▸ EXERCISE OBJECTIVE: For the data below, restate word for word only the lines from the line containing "let mut after = None;" through the line containing "table.create(Address::from(0x30), HandleKind::WeakShort);", both ends included.

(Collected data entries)
__________
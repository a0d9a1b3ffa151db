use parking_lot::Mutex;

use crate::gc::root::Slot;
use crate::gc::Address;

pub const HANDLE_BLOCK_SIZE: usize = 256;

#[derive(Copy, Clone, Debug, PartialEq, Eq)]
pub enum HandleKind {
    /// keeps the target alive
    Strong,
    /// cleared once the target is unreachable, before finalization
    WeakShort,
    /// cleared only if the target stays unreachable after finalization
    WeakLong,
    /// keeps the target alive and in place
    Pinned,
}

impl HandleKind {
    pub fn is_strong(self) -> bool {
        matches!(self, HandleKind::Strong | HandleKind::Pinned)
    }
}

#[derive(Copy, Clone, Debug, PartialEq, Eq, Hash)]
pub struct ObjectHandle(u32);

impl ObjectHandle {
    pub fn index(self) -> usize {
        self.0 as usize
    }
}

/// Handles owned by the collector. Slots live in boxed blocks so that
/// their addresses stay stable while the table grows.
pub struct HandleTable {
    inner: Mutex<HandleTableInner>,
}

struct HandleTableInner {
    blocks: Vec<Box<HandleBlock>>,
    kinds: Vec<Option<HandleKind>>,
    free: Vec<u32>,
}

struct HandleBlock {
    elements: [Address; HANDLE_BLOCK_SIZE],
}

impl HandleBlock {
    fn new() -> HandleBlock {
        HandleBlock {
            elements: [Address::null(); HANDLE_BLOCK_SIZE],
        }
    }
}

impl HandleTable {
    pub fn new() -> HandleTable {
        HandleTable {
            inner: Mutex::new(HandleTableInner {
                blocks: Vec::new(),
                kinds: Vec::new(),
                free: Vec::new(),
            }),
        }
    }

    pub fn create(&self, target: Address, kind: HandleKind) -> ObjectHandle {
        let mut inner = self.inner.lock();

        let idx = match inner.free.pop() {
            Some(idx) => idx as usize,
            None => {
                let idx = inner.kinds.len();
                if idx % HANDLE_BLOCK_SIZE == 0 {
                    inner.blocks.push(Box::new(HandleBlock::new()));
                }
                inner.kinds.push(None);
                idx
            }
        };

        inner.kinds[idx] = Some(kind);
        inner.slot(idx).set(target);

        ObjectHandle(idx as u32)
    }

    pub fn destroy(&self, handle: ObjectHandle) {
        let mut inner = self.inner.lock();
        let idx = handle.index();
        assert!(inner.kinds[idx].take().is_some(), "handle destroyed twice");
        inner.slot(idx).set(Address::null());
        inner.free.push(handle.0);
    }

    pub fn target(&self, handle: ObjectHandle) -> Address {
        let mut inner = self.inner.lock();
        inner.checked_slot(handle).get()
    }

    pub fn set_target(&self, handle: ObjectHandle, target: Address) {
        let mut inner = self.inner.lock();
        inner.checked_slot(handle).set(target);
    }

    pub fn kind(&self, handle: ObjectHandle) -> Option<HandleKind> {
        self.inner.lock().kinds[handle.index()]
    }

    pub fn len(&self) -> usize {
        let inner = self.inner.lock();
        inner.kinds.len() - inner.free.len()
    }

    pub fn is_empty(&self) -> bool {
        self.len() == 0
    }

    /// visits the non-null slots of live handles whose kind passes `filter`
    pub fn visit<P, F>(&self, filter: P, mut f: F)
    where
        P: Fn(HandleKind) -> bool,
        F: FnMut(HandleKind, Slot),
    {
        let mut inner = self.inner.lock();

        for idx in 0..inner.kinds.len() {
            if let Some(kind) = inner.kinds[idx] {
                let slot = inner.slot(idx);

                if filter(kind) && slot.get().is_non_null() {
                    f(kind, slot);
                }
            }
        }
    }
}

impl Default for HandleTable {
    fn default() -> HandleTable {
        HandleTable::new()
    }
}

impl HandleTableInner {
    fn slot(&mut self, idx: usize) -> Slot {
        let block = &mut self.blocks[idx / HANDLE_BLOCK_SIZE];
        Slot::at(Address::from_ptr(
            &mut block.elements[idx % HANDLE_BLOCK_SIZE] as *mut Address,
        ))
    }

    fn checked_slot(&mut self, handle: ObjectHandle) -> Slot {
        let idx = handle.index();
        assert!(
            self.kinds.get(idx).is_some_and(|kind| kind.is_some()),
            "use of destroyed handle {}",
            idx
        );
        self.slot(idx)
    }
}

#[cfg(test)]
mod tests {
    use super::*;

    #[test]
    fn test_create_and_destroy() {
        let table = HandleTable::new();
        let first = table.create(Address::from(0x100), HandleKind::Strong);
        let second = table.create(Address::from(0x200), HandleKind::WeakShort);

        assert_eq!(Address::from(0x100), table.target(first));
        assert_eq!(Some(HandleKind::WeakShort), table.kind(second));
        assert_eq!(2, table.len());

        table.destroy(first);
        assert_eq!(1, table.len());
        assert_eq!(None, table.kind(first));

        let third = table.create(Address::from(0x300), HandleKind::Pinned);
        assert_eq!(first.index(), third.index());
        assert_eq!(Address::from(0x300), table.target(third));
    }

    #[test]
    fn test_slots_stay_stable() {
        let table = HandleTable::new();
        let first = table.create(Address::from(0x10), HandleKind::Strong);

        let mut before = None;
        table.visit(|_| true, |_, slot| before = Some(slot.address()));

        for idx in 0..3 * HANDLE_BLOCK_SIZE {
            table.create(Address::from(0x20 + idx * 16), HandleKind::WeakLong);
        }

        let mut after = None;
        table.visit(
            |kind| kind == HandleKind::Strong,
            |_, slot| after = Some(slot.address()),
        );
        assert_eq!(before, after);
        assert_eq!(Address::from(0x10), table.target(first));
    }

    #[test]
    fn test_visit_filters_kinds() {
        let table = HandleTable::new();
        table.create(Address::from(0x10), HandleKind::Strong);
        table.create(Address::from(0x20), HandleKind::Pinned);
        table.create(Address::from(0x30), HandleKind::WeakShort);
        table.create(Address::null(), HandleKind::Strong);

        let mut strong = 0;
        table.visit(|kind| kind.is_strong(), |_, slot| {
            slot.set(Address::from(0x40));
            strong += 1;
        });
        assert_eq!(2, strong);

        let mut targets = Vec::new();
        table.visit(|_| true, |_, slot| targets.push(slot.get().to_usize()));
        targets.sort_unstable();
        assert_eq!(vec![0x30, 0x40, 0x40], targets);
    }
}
__________
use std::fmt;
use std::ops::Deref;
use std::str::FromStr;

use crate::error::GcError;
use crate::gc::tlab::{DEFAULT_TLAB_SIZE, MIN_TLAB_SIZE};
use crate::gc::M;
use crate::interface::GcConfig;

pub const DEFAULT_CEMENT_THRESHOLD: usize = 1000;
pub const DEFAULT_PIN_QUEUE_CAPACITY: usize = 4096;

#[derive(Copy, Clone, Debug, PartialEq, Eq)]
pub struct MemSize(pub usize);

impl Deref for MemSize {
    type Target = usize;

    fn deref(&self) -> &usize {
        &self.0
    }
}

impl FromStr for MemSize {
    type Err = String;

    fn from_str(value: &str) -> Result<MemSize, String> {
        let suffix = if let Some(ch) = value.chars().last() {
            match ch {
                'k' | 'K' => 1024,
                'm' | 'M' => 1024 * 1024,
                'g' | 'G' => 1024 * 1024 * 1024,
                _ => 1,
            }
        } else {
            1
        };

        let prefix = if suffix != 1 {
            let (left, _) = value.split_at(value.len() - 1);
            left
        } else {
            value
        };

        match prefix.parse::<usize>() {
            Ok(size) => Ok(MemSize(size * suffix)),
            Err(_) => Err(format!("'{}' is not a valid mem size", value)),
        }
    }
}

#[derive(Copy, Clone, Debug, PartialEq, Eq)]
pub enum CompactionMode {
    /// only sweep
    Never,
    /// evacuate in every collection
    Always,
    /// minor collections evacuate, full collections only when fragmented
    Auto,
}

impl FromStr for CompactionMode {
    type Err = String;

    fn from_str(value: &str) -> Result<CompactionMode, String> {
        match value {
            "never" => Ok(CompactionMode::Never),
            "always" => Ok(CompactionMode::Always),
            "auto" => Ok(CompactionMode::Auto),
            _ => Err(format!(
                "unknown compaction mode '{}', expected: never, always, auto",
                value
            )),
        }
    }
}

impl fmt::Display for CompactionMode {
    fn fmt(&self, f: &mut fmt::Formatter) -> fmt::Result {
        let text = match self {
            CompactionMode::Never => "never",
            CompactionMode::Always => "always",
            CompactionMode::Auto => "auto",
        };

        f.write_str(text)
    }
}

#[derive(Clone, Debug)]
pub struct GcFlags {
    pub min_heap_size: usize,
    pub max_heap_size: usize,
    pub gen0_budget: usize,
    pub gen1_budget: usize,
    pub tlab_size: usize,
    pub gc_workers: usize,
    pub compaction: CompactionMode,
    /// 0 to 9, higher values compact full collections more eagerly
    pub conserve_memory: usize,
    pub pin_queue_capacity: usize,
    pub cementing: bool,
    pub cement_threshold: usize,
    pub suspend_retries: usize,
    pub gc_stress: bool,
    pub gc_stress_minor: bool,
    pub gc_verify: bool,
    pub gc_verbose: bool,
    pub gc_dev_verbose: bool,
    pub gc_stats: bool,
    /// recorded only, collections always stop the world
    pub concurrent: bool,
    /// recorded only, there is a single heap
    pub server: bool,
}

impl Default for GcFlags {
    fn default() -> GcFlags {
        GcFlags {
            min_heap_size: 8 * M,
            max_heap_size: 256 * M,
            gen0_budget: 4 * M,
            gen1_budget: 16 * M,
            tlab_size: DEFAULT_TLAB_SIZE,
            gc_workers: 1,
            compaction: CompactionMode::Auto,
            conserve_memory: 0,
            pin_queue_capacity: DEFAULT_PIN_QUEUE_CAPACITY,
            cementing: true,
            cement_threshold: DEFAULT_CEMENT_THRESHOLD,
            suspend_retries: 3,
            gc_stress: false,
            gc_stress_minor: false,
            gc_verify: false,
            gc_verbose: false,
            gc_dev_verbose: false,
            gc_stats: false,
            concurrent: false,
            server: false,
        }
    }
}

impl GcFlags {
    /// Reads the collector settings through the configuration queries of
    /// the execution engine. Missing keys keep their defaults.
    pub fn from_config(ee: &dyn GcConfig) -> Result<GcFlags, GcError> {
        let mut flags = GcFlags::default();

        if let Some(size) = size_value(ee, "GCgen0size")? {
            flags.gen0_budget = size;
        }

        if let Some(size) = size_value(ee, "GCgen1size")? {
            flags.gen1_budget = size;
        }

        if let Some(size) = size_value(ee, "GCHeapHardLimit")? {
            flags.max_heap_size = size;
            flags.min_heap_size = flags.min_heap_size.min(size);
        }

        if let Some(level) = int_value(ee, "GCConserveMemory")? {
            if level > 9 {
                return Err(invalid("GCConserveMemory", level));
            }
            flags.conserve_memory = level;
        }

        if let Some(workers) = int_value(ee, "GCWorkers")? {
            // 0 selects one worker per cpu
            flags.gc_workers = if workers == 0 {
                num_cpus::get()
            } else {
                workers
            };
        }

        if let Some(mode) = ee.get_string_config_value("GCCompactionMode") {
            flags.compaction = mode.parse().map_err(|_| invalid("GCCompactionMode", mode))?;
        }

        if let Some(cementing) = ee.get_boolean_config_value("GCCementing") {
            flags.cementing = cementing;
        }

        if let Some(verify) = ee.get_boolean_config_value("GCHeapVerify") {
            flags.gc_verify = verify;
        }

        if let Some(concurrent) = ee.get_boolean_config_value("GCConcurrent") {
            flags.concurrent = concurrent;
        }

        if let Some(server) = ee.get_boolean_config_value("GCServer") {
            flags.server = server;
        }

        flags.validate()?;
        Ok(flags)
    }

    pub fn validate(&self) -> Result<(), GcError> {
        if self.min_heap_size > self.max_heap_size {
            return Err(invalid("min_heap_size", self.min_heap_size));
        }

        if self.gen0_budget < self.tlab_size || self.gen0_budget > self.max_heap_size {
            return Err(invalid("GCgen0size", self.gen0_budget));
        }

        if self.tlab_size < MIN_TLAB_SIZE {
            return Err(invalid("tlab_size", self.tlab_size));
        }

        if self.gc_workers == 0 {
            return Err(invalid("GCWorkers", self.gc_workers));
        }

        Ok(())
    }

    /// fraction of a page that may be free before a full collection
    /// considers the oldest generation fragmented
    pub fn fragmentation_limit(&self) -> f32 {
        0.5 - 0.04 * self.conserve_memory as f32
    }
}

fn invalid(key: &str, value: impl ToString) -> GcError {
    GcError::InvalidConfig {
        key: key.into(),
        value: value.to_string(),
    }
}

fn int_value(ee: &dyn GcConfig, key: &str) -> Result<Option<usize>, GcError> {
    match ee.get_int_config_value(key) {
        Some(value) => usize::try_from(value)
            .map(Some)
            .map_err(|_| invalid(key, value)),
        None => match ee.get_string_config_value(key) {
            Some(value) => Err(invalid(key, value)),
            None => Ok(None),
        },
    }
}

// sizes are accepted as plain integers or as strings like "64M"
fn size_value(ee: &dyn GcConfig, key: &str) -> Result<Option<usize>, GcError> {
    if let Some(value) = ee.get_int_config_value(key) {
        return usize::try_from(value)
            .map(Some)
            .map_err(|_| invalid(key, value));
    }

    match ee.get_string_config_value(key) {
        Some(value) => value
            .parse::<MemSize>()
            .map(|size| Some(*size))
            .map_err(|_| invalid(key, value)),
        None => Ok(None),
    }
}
__________
▸ SOLUTION BELOW:
        let mut after = None;
        table.visit(
            |kind| kind == HandleKind::Strong,
            |_, slot| after = Some(slot.address()),
        );
        assert_eq!(before, after);
        assert_eq!(Address::from(0x10), table.target(first));
    }

    #[test]
    fn test_visit_filters_kinds() {
        let table = HandleTable::new();
        table.create(Address::from(0x10), HandleKind::Strong);
        table.create(Address::from(0x20), HandleKind::Pinned);
        table.create(Address::from(0x30), HandleKind::WeakShort);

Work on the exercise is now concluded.